+++ Dataset +++

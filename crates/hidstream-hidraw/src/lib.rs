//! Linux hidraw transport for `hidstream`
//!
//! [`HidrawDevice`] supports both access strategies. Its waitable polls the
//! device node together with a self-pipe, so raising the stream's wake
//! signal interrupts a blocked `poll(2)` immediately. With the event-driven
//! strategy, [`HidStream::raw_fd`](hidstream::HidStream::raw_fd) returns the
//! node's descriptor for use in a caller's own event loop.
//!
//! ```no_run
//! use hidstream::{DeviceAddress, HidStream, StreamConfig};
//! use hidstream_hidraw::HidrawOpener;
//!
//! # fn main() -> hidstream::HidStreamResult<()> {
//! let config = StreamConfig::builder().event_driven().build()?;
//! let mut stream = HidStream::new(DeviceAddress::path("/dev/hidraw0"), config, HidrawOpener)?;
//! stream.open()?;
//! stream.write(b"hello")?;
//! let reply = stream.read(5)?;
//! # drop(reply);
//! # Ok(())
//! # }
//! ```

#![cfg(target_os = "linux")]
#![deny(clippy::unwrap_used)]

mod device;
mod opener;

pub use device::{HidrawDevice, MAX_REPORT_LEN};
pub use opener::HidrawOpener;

+++
+++ Dataset +++

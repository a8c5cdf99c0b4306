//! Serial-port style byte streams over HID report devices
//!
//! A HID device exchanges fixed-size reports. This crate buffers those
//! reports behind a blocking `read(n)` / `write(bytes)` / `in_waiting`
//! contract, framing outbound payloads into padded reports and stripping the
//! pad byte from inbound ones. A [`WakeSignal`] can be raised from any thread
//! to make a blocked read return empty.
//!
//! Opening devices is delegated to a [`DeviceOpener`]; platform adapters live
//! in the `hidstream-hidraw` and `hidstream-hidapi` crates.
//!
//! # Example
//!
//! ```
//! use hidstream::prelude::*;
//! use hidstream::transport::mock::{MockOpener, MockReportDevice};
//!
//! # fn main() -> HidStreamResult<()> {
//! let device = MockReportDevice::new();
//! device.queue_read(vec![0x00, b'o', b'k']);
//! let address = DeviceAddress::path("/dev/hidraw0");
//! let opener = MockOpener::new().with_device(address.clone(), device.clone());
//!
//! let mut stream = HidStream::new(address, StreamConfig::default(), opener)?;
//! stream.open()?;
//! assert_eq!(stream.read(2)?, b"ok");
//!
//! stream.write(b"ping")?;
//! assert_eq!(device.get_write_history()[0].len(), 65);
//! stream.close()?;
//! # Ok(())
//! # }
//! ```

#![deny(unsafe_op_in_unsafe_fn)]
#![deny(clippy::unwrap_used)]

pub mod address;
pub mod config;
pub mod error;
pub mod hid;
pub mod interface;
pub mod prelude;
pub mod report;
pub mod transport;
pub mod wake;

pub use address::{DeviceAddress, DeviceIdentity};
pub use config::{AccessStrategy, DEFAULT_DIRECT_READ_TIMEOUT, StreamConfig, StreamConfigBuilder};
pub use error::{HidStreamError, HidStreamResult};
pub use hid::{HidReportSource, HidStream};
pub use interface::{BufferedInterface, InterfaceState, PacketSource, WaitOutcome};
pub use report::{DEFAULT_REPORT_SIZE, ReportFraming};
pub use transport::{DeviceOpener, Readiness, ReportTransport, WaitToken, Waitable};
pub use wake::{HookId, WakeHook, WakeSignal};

+++

[Task details]
In the records above, find the lines containing "transport" and copy them.

[Solution to this problem]
//! Linux hidraw transport for `hidstream`
//! use hidstream::transport::mock::{MockOpener, MockReportDevice};
pub mod transport;
pub use transport::{DeviceOpener, Readiness, ReportTransport, WaitToken, Waitable};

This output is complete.